__Task directions__:
Please count the lines in the data below that hold the word "TargetNotFound", and give only the number.

__Data listing__:

use forum_votes_shared::types::{
    Comment, NewComment, NewPost, Post, TargetId, User, UserId, UserProfile,
};
use crate::errors::VotesRepositoryError;

/// Trait for interacting with the forum's users, posts and comments.
///
/// This trait provides the target repository capabilities the voting engine relies on:
/// targets must exist before they can be voted on, and authors must exist to receive
/// reputation.
#[async_trait::async_trait]
pub trait ForumRepository: Send + Sync {
    /// Creates the user or renames it if it already exists. Reputation is preserved.
    async fn upsert_user(&self, profile: &UserProfile) -> Result<User, VotesRepositoryError>;
    async fn get_user(&self, id: UserId) -> Result<Option<User>, VotesRepositoryError>;
    async fn create_post(&self, post: &NewPost) -> Result<Post, VotesRepositoryError>;
    async fn get_post(&self, id: TargetId) -> Result<Option<Post>, VotesRepositoryError>;

    /// Lists posts newest first.
    ///
    /// # Arguments
    ///
    /// * `limit` - Maximum number of posts returned
    /// * `offset` - Number of newer posts skipped
    async fn list_posts(&self, limit: i64, offset: i64) -> Result<Vec<Post>, VotesRepositoryError>;

    /// Total number of posts.
    async fn count_posts(&self) -> Result<i64, VotesRepositoryError>;

    /// Creates a comment or a reply. Fails with `TargetNotFound` if the post does not exist.
    async fn create_comment(&self, comment: &NewComment) -> Result<Comment, VotesRepositoryError>;
    async fn get_comment(&self, id: TargetId) -> Result<Option<Comment>, VotesRepositoryError>;

    /// Lists every comment and reply of a post, oldest first.
    async fn list_comments(&self, post_id: TargetId) -> Result<Vec<Comment>, VotesRepositoryError>;
}
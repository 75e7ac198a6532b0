//! # Forum Votes Engine
//! This crate implements the voting and reputation consistency engine.
//! It includes the per-voter vote state machine, the aggregate recomputation of
//! target vote counts, the reputation ledger, and the `VotingEngine` that
//! composes them into one transaction per vote request.
//!
//! `tests/postgres_engine.rs` exercises the engine against PostgreSQL and only
//! runs with `cargo test --features postgres-tests` and a `DATABASE_URL`.
pub mod aggregate;
pub mod config;
pub mod engine;
pub mod errors;
pub mod ledger;
pub mod state;

pub use config::VotingEngineConfig;
pub use engine::VotingEngine;
pub use errors::VotingError;
pub use state::VoteCommand;
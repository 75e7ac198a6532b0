//! Error types for the forum votes repository.
//! Consolidates and re-exports error types related to repository operations.
mod votes_repository;

pub use votes_repository::VotesRepositoryError;
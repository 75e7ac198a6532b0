use axum::http::StatusCode;
use axum::response::{IntoResponse, Response};
use axum::Json;
use forum_votes_engine::VotingError;
use forum_votes_repository::VotesRepositoryError;
use serde_json::json;
use tracing::error;

const INTERNAL_ERROR_MESSAGE: &str = "Something went wrong";

/// Errors returned by HTTP handlers.
#[derive(Debug, thiserror::Error)]
pub enum ApiError {
    #[error(transparent)]
    Voting(#[from] VotingError),
    #[error(transparent)]
    Repository(#[from] VotesRepositoryError),
    #[error("Unauthorized")]
    Unauthorized,
    /// Malformed request: bad JSON, bad id, failed validation.
    #[error("Invalid input: {0}")]
    InvalidInput(String),
    #[error("{0}")]
    NotFound(String),
}

impl ApiError {
    pub fn invalid_input(details: impl Into<String>) -> Self {
        Self::InvalidInput(details.into())
    }

    pub fn status(&self) -> StatusCode {
        match self {
            ApiError::Unauthorized | ApiError::Voting(VotingError::Unauthorized) => {
                StatusCode::UNAUTHORIZED
            }
            ApiError::InvalidInput(_) | ApiError::Voting(VotingError::InvalidInput(_)) => {
                StatusCode::BAD_REQUEST
            }
            ApiError::NotFound(_)
            | ApiError::Voting(VotingError::TargetNotFound(_))
            | ApiError::Voting(VotingError::VoteNotFound(_))
            | ApiError::Repository(VotesRepositoryError::TargetNotFound(_))
            | ApiError::Repository(VotesRepositoryError::UserNotFound(_)) => StatusCode::NOT_FOUND,
            ApiError::Voting(_) | ApiError::Repository(_) => StatusCode::INTERNAL_SERVER_ERROR,
        }
    }

    fn body(&self) -> serde_json::Value {
        match self {
            ApiError::InvalidInput(details)
            | ApiError::Voting(VotingError::InvalidInput(details)) => {
                json!({ "error": "Invalid input", "details": details })
            }
            ApiError::Repository(VotesRepositoryError::TargetNotFound(target)) => {
                json!({ "error": format!("{} not found", target.target_type.label()) })
            }
            ApiError::Repository(VotesRepositoryError::UserNotFound(_)) => {
                json!({ "error": "User not found" })
            }
            _ if self.status() == StatusCode::INTERNAL_SERVER_ERROR => {
                json!({ "error": INTERNAL_ERROR_MESSAGE })
            }
            _ => json!({ "error": self.to_string() }),
        }
    }
}

impl IntoResponse for ApiError {
    fn into_response(self) -> Response {
        let status = self.status();
        if status == StatusCode::INTERNAL_SERVER_ERROR {
            error!(error = %self, "Request failed");
        }
        (status, Json(self.body())).into_response()
    }
}
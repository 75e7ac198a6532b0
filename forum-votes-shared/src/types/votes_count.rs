use serde::{Deserialize, Serialize};

/// Represents the aggregated live votes of a single target.
///
/// This struct is the result of a full recount over the vote store: the
/// number of live upvotes and downvotes for a particular post or comment.
#[derive(Debug, Clone, Copy, Default, Serialize, Deserialize, PartialEq, Eq)]
pub struct VotesCount {
    pub upvotes: i64,
    pub downvotes: i64,
}

impl VotesCount {
    /// Net vote count: upvotes minus downvotes.
    pub fn net(&self) -> i64 {
        self.upvotes - self.downvotes
    }
}
//! This module defines the `VotesRepository` and `VotesTransaction` traits, which
//! provide an interface for the vote store, the denormalized target vote counts
//! and the author reputation ledger.
//! A vote operation runs entirely inside one `VotesTransaction` so that the vote
//! row, the recomputed count and the reputation change are applied together.
use forum_votes_shared::types::{Target, TargetRef, UserId, VoteValue, VotesCount};
use crate::errors::VotesRepositoryError;

/// A trait that defines the interface for the votes data repository.
///
/// Implementors hand out transactions for vote mutations and provide
/// non-transactional reads for presentation.
#[async_trait::async_trait]
pub trait VotesRepository: Send + Sync {
    /// Starts a new transaction.
    ///
    /// Dropping the returned transaction without calling
    /// [`VotesTransaction::commit`] discards every change made through it.
    async fn begin(&self) -> Result<Box<dyn VotesTransaction>, VotesRepositoryError>;

    /// Reads the votable projection of a post or comment, if it exists.
    async fn get_target(&self, target: &TargetRef) -> Result<Option<Target>, VotesRepositoryError>;

    /// Reads a voter's current vote on a target.
    async fn get_vote(
        &self,
        voter_id: UserId,
        target: &TargetRef,
    ) -> Result<Option<VoteValue>, VotesRepositoryError>;

    /// Checks if the tables backing the repository exist.
    async fn check_tables_created(&self) -> Result<bool, VotesRepositoryError>;
}

/// One unit of work over the vote store, targets and reputation.
///
/// Implementations serialise transactions that touch the same target: once
/// [`lock_target`](VotesTransaction::lock_target) returns, no other transaction
/// can mutate votes on that target until this one commits or is dropped.
#[async_trait::async_trait]
pub trait VotesTransaction: Send {
    /// Resolves a target and locks it for the rest of the transaction.
    ///
    /// # Returns
    ///
    /// * `Ok(Some(Target))` - The target exists and is now locked
    /// * `Ok(None)` - No such post or comment
    async fn lock_target(
        &mut self,
        target: &TargetRef,
    ) -> Result<Option<Target>, VotesRepositoryError>;

    /// Reads the voter's current vote on the target.
    async fn get_vote(
        &mut self,
        voter_id: UserId,
        target: &TargetRef,
    ) -> Result<Option<VoteValue>, VotesRepositoryError>;

    /// Inserts the vote, or overwrites the value of the existing one.
    ///
    /// # Returns
    ///
    /// The value held before the write, `None` when the row was inserted.
    async fn upsert_vote(
        &mut self,
        voter_id: UserId,
        target: &TargetRef,
        value: VoteValue,
    ) -> Result<Option<VoteValue>, VotesRepositoryError>;

    /// Deletes the voter's vote on the target.
    ///
    /// # Returns
    ///
    /// The deleted value, `None` when there was no vote.
    async fn delete_vote(
        &mut self,
        voter_id: UserId,
        target: &TargetRef,
    ) -> Result<Option<VoteValue>, VotesRepositoryError>;

    /// Counts the live upvotes and downvotes of a target.
    async fn count_votes(&mut self, target: &TargetRef) -> Result<VotesCount, VotesRepositoryError>;

    /// Writes the denormalized vote count of a target.
    async fn set_vote_count(
        &mut self,
        target: &TargetRef,
        count: i64,
    ) -> Result<(), VotesRepositoryError>;

    /// Adds `delta` to the user's reputation and returns the new value.
    ///
    /// Fails with [`VotesRepositoryError::UserNotFound`] if the user does not exist.
    async fn apply_reputation_delta(
        &mut self,
        user_id: UserId,
        delta: i64,
    ) -> Result<i64, VotesRepositoryError>;

    /// Makes every change of this transaction durable and visible.
    async fn commit(self: Box<Self>) -> Result<(), VotesRepositoryError>;
}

__Solved problem__:
4